Fourth, high healthcare costs are also associated with declining rates
of health insurance coverage [22]. To the extent that greater waste leads to
fewer covered individuals, those that are un- and under-insured must bear
greater financial risk and suffer the consequences of diminished access to
valuable care in the event that such care is needed.
Finally, inefficiency generates additional adverse consequences for
patients already engaged in the system. Specifically, the over-consumption
of care often entails clinical risk as well as financial costs. Over the past
decade, the “patient safety” movement has brought to light the extent of
the clinical and economic ramifications of avoidable medical errors. For
example, hospital-acquired infections are estimated to be responsible for
between $3.5 billion and $5.7 billion in excess healthcare costs each year
[23, 24]. Under-utilization also generates suboptimal clinical outcomes as
patients forego utilization of important services.

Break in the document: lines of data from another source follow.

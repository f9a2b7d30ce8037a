//! Lifecycle notifications emitted by a transport session
//!
//! A transport reports exactly four kinds of notification. They are passed to
//! listeners unchanged; the payload of a message is never decoded here.

use serde::{Deserialize, Serialize};
use std::fmt;

/// The four kinds of lifecycle notification
#[derive(Debug, Clone, Copy, PartialEq, Eq, Hash, PartialOrd, Ord, Serialize, Deserialize)]
#[serde(rename_all = "lowercase")]
pub enum EventKind {
    Open,
    Message,
    Close,
    Error,
}

impl EventKind {
    /// All event kinds, in table order
    pub const ALL: [EventKind; 4] = [Self::Open, Self::Message, Self::Close, Self::Error];

    /// Get the lowercase name of this kind
    #[must_use]
    pub const fn as_str(self) -> &'static str {
        match self {
            Self::Open => "open",
            Self::Message => "message",
            Self::Close => "close",
            Self::Error => "error",
        }
    }
}

impl fmt::Display for EventKind {
    fn fmt(&self, f: &mut fmt::Formatter<'_>) -> fmt::Result {
        f.write_str(self.as_str())
    }
}

/// A raw data frame, sent or received as-is
#[derive(Debug, Clone, PartialEq, Eq)]
pub enum Frame {
    Text(String),
    Binary(Vec<u8>),
}

impl Frame {
    /// Payload length in bytes
    #[must_use]
    pub fn len(&self) -> usize {
        match self {
            Self::Text(text) => text.len(),
            Self::Binary(bytes) => bytes.len(),
        }
    }

    /// Check whether the payload is empty
    #[must_use]
    pub fn is_empty(&self) -> bool {
        self.len() == 0
    }

    /// Borrow the payload as text, if this is a text frame
    #[must_use]
    pub fn as_text(&self) -> Option<&str> {
        match self {
            Self::Text(text) => Some(text),
            Self::Binary(_) => None,
        }
    }
}

impl From<String> for Frame {
    fn from(text: String) -> Self {
        Self::Text(text)
    }
}

impl From<&str> for Frame {
    fn from(text: &str) -> Self {
        Self::Text(text.to_string())
    }
}

impl From<Vec<u8>> for Frame {
    fn from(bytes: Vec<u8>) -> Self {
        Self::Binary(bytes)
    }
}

/// Close details reported by the transport
#[derive(Debug, Clone, Default, PartialEq, Eq)]
pub struct CloseInfo {
    /// Close code, when the peer sent one
    pub code: Option<u16>,
    /// Close reason, possibly empty
    pub reason: String,
}

impl CloseInfo {
    /// Close details with a code and reason
    pub fn new(code: u16, reason: impl Into<String>) -> Self {
        Self {
            code: Some(code),
            reason: reason.into(),
        }
    }

    /// Close without any peer-provided details (e.g. connection lost)
    #[must_use]
    pub fn abnormal() -> Self {
        Self::default()
    }
}

/// A lifecycle notification and its payload
#[derive(Debug, Clone, PartialEq, Eq)]
pub enum SocketEvent {
    Open,
    Message(Frame),
    Close(CloseInfo),
    Error(String),
}

impl SocketEvent {
    /// The kind of this notification
    #[must_use]
    pub const fn kind(&self) -> EventKind {
        match self {
            Self::Open => EventKind::Open,
            Self::Message(_) => EventKind::Message,
            Self::Close(_) => EventKind::Close,
            Self::Error(_) => EventKind::Error,
        }
    }
}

b. Employers The clinical and financial effects of inefficient care delivery
on other stakeholders are more complex. To the extent that employers bear
a large fraction of the costs associated with inefficiency, they are adversely
affected. As mentioned above, standard economic models supported by
empirical evidence suggest that, over time, employers shift the costs of
higher healthcare spending to workers in the form of lower wages. How-
ever, in the short run, employers (or the shareholders) may bear some of the
costs of inefficiency. Moreover, the ability to shift cost to workers is limited
for retiree expenses, suggesting that shareholders will bear the costs of inef-
ficiency for this population of workers. Employers may also bear some of
the administrative costs associated with managing healthcare benefits in an
environment of rising costs and considerable inefficiency.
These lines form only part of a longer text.